Recent research points out to the fact that the time spent by the teenagers on their smartphones in the evening might profoundly affect their sleep quality. Being in high school and having a hard time getting asleep sounds familiar to you? Then this might be truly helpful regarding your situation.
Studies published at the annual meeting of the European Society of Endocrinology suggest that limiting teenagers’ evening access to their smartphones might have a hugely beneficial impact concerning their sleep problems.
Teenagers fall asleep earlier if they spend less than one hour accessing the smartphones before going to bed
As the data collected in this regard by the Dutch specialists show, teenagers that spend above four hours scrolling on their smartphones before going to sleep tend to fall asleep, in average, 30 minutes later than their fellows that spend less than one hour exposed to the blue light coming from various electronic devices.
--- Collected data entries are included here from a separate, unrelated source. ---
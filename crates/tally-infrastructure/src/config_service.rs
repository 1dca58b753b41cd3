//! Configuration resolution.
//!
//! Defaults are replaced by the first config file found, which is in turn
//! replaced by command-line overrides:
//!
//! 1. the file passed explicitly (must exist)
//! 2. `./tally.toml`
//! 3. `~/.config/tally/config.toml`

use std::path::{Path, PathBuf};

use tally_core::{ConfigOverrides, Result, TallyConfig, TallyError};

use crate::paths::TallyPaths;
use crate::storage::TomlFile;

pub struct ConfigService {
    explicit: Option<PathBuf>,
    local: PathBuf,
    user: Option<PathBuf>,
}

impl ConfigService {
    /// Uses the standard local and user config locations.
    pub fn new(explicit: Option<PathBuf>) -> Self {
        let user = match TallyPaths::config_file() {
            Ok(path) => Some(path),
            Err(e) => {
                tracing::debug!("No user config location: {}", e);
                None
            }
        };
        Self::with_locations(explicit, TallyPaths::local_config_file(), user)
    }

    pub fn with_locations(explicit: Option<PathBuf>, local: PathBuf, user: Option<PathBuf>) -> Self {
        Self {
            explicit,
            local,
            user,
        }
    }

    /// Returns the config file that will be read, if any.
    pub fn resolve_path(&self) -> Result<Option<PathBuf>> {
        if let Some(explicit) = &self.explicit {
            if !explicit.is_file() {
                return Err(TallyError::config(format!(
                    "config file not found: {}",
                    explicit.display()
                )));
            }
            return Ok(Some(explicit.clone()));
        }

        Ok([Some(&self.local), self.user.as_ref()]
            .into_iter()
            .flatten()
            .find(|path| path.is_file())
            .cloned())
    }

    /// Loads the config file (if any) and applies `overrides`.
    pub fn load(&self, overrides: ConfigOverrides) -> Result<TallyConfig> {
        let config = match self.resolve_path()? {
            Some(path) => {
                tracing::debug!("Loading config from {:?}", path);
                load_file(&path)?
            }
            None => TallyConfig::default(),
        };

        Ok(config.with_overrides(overrides))
    }
}

fn load_file(path: &Path) -> Result<TallyConfig> {
    TomlFile::<TallyConfig>::new(path.to_path_buf())
        .load()
        .map(Option::unwrap_or_default)
        .map_err(|e| TallyError::config(format!("{}: {}", path.display(), e)))
}

#[cfg(test)]
mod tests {
    use super::*;
    use std::fs;
    use tempfile::TempDir;

    fn service(temp_dir: &TempDir, explicit: Option<PathBuf>) -> ConfigService {
        ConfigService::with_locations(
            explicit,
            temp_dir.path().join("tally.toml"),
            Some(temp_dir.path().join("user").join("config.toml")),
        )
    }

    #[test]
    fn test_defaults_without_files() {
        let temp_dir = TempDir::new().unwrap();
        let config = service(&temp_dir, None)
            .load(ConfigOverrides::default())
            .unwrap();
        assert_eq!(config, TallyConfig::default());
    }

    #[test]
    fn test_local_file_wins_over_user_file() {
        let temp_dir = TempDir::new().unwrap();
        fs::write(temp_dir.path().join("tally.toml"), "menu_path = \"local.csv\"\n").unwrap();
        fs::create_dir_all(temp_dir.path().join("user")).unwrap();
        fs::write(
            temp_dir.path().join("user").join("config.toml"),
            "menu_path = \"user.csv\"\nlog_level = \"debug\"\n",
        )
        .unwrap();

        let config = service(&temp_dir, None)
            .load(ConfigOverrides::default())
            .unwrap();

        assert_eq!(config.menu_path, PathBuf::from("local.csv"));
        assert_eq!(config.log_level, "warn");
    }

    #[test]
    fn test_user_file_used_when_no_local_file() {
        let temp_dir = TempDir::new().unwrap();
        fs::create_dir_all(temp_dir.path().join("user")).unwrap();
        fs::write(
            temp_dir.path().join("user").join("config.toml"),
            "history_path = \"/var/tmp/orders.csv\"\n",
        )
        .unwrap();

        let config = service(&temp_dir, None)
            .load(ConfigOverrides::default())
            .unwrap();

        assert_eq!(config.history_path, PathBuf::from("/var/tmp/orders.csv"));
        assert_eq!(config.menu_path, PathBuf::from("menu.csv"));
    }

    #[test]
    fn test_overrides_win_over_file() {
        let temp_dir = TempDir::new().unwrap();
        let explicit = temp_dir.path().join("custom.toml");
        fs::write(&explicit, "menu_path = \"file.csv\"\n").unwrap();

        let config = service(&temp_dir, Some(explicit))
            .load(ConfigOverrides {
                menu_path: Some(PathBuf::from("flag.csv")),
                ..ConfigOverrides::default()
            })
            .unwrap();

        assert_eq!(config.menu_path, PathBuf::from("flag.csv"));
    }

    #[test]
    fn test_missing_explicit_file_is_an_error() {
        let temp_dir = TempDir::new().unwrap();
        let err = service(&temp_dir, Some(temp_dir.path().join("nope.toml")))
            .load(ConfigOverrides::default())
            .unwrap_err();
        assert!(err.is_config());
    }

    #[test]
    fn test_unknown_keys_are_rejected() {
        let temp_dir = TempDir::new().unwrap();
        fs::write(temp_dir.path().join("tally.toml"), "menu = \"typo.csv\"\n").unwrap();

        let err = service(&temp_dir, None)
            .load(ConfigOverrides::default())
            .unwrap_err();
        assert!(err.is_config());
    }
}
Moreover, findings point to the conclusion that teenagers tend to go to bed earlier if wearing blue-light-obstructing glasses to protect while using their electronic devices.
Scientists say that there is enough evidence to conclude that spending more time using electronic devices in the evening has a significant impact on the hour when the teenager will fall asleep, and that related issues can be simply prevented by limiting their screen time.
Further research conducted in this regard shows that the blue light emanated by electronic devices might have an impact on the quantity of sleep hormones in our blood, and, consequently, might affect our internal clock. This can lead to more severe problems such as obesity, diabetes, or even heart conditions.
Kids and teenagers are more vulnerable
If the initial focus of this study was how does this type of exposure directly impact sleeping among teens, scientists now want to get a closer look on how does this affect teenagers long-term, and also what impact does this exposure have on adults.
However, further studies conducted in this regard show that kids and adolescents are far more affected by sleep deprivation than adults.